----- RECORDS PROVIDED
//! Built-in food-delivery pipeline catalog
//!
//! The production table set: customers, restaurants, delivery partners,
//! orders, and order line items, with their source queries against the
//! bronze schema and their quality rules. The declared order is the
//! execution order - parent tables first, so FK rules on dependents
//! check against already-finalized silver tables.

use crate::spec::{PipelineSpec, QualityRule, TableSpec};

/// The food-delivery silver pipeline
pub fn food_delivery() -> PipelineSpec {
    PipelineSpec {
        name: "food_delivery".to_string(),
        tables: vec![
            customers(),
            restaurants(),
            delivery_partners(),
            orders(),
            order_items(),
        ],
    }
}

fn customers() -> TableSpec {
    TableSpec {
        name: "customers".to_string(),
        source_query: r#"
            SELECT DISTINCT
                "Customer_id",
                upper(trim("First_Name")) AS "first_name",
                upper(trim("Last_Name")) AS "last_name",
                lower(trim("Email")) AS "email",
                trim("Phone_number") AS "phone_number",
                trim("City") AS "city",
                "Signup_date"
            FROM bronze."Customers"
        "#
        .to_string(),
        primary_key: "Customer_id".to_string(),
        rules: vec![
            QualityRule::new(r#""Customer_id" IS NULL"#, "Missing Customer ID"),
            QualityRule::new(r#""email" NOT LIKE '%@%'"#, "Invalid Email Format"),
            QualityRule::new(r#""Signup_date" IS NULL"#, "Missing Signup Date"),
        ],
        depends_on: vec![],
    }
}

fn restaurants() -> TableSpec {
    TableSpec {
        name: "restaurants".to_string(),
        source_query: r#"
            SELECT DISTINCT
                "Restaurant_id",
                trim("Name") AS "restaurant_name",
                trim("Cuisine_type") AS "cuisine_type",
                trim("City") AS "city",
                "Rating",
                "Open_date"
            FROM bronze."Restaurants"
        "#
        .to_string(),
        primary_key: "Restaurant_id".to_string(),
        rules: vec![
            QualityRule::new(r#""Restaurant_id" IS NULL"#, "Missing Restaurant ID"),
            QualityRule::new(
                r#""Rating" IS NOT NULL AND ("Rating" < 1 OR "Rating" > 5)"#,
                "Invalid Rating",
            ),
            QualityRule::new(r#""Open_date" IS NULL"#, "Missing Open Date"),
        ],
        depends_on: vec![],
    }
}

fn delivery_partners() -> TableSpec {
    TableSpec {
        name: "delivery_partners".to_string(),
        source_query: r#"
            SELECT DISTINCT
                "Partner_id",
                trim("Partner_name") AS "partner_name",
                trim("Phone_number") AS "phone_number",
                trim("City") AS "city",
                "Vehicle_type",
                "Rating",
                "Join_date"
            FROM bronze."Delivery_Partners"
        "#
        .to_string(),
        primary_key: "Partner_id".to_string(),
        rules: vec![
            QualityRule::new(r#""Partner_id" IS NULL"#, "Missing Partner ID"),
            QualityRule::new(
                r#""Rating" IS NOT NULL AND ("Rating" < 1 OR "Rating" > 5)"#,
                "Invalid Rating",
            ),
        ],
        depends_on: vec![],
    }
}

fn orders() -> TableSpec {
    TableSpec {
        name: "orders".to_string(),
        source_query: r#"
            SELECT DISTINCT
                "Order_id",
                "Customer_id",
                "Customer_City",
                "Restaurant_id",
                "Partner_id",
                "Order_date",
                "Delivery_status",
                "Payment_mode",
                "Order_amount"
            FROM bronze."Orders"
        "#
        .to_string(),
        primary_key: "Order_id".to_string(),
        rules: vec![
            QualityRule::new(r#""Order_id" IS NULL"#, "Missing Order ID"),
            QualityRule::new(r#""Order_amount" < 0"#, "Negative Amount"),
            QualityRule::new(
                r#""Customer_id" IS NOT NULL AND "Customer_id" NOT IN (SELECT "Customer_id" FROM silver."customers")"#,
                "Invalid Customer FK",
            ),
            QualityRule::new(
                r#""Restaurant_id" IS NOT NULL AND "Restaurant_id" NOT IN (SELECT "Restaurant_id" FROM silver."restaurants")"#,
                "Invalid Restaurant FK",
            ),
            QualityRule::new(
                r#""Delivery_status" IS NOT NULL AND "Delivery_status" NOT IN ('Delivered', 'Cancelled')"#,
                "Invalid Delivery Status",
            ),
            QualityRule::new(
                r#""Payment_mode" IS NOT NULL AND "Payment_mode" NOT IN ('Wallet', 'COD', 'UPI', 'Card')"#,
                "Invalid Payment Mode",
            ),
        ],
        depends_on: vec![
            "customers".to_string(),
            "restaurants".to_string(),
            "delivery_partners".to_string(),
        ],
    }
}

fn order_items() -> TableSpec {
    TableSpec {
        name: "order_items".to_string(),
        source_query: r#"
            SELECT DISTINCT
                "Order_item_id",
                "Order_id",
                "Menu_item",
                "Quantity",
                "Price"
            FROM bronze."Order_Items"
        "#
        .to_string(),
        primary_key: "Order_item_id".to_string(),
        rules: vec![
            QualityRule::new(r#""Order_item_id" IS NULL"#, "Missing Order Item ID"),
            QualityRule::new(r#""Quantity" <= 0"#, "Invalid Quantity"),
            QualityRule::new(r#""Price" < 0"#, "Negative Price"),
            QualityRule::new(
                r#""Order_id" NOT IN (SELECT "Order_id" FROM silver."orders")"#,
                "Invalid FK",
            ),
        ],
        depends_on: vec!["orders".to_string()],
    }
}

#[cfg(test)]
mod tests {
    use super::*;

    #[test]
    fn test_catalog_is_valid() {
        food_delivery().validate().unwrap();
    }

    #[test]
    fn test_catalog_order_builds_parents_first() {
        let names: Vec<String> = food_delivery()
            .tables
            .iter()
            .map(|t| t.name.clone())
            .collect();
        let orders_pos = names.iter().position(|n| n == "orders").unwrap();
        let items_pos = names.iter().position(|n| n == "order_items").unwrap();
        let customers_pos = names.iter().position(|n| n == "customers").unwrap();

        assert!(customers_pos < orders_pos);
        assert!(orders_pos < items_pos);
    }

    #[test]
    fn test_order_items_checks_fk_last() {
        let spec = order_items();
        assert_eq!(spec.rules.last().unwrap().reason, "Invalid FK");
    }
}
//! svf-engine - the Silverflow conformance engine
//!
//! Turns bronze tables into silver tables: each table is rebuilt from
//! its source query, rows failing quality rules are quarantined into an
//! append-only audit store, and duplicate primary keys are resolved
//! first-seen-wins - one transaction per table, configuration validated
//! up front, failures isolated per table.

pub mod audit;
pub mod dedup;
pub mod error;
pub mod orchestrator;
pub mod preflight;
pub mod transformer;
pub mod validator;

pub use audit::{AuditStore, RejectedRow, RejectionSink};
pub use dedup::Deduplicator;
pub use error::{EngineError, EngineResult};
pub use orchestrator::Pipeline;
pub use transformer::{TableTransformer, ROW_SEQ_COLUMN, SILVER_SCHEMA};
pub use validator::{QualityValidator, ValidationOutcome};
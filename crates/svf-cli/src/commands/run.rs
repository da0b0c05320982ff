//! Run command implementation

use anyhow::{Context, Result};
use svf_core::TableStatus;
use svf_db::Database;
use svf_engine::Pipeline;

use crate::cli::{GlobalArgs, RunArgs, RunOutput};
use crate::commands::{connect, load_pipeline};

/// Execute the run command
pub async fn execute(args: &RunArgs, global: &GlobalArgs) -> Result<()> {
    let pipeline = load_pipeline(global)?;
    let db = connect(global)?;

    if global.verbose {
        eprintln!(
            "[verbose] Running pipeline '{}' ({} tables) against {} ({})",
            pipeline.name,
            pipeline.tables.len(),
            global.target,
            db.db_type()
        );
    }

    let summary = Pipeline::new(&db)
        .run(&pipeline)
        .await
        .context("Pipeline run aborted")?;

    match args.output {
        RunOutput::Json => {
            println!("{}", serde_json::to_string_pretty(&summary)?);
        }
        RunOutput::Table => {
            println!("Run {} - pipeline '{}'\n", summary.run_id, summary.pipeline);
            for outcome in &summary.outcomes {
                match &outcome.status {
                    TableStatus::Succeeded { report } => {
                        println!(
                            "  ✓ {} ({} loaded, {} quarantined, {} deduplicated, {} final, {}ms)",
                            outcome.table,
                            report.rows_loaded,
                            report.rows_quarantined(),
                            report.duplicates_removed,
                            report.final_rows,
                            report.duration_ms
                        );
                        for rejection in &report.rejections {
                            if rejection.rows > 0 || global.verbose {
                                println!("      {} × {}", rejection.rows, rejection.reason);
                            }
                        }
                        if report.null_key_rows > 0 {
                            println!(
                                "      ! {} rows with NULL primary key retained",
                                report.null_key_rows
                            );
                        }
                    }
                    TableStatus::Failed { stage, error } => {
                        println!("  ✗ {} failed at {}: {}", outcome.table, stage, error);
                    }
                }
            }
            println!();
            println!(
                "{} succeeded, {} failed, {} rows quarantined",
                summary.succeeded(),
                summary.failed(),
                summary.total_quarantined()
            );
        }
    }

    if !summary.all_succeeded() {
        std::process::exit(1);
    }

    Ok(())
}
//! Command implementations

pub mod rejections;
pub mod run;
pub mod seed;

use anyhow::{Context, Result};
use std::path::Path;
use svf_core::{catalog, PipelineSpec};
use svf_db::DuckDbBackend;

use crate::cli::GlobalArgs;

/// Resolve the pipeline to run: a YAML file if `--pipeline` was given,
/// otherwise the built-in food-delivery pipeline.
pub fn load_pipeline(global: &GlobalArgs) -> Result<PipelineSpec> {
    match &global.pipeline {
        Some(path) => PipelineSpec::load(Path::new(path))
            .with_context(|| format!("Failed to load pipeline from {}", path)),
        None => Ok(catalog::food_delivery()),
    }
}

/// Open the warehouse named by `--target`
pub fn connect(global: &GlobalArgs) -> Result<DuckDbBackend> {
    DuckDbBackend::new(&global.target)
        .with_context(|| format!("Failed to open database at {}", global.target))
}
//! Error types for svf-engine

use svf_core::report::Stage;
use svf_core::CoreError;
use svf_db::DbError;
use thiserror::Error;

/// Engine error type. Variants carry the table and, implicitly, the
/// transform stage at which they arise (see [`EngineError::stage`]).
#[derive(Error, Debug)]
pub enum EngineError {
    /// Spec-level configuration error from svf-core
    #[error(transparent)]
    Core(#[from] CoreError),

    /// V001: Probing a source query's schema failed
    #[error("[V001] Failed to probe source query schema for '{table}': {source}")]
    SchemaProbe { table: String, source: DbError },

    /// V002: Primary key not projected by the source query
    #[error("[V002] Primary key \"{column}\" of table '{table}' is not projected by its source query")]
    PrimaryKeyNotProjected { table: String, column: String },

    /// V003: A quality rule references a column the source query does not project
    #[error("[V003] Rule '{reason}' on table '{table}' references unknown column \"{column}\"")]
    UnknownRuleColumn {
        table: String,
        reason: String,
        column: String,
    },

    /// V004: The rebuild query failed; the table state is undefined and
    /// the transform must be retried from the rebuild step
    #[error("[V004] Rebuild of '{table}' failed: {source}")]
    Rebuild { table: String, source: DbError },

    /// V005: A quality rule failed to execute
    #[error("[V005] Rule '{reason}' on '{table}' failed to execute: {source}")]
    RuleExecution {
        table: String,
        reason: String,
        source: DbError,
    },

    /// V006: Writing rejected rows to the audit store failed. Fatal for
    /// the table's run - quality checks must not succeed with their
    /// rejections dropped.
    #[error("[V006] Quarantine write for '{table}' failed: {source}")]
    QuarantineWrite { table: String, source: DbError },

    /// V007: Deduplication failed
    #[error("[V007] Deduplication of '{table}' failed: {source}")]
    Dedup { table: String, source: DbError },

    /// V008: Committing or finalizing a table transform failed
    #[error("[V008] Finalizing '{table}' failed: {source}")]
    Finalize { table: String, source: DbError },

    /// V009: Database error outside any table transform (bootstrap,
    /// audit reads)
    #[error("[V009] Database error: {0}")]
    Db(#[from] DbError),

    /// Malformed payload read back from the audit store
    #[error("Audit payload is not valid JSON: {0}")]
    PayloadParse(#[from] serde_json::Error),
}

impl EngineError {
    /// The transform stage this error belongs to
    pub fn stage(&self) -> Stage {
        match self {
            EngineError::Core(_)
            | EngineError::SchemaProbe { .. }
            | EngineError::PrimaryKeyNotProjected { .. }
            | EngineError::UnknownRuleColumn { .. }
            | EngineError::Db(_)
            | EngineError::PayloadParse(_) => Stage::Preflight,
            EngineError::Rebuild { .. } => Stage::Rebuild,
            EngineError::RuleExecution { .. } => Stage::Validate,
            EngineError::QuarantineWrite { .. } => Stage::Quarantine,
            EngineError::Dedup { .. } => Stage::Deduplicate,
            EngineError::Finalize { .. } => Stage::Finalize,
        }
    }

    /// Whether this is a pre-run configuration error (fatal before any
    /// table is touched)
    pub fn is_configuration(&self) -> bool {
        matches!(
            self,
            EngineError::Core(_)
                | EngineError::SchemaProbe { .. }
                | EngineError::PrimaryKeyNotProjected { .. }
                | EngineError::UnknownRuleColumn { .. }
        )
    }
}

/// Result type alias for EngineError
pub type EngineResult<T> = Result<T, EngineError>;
----------
* **DIRECTIONS FOR THIS TASK**:
Find how many lines contain "Negative" in the data. Write that number and nothing else.

* **RESULT**:
2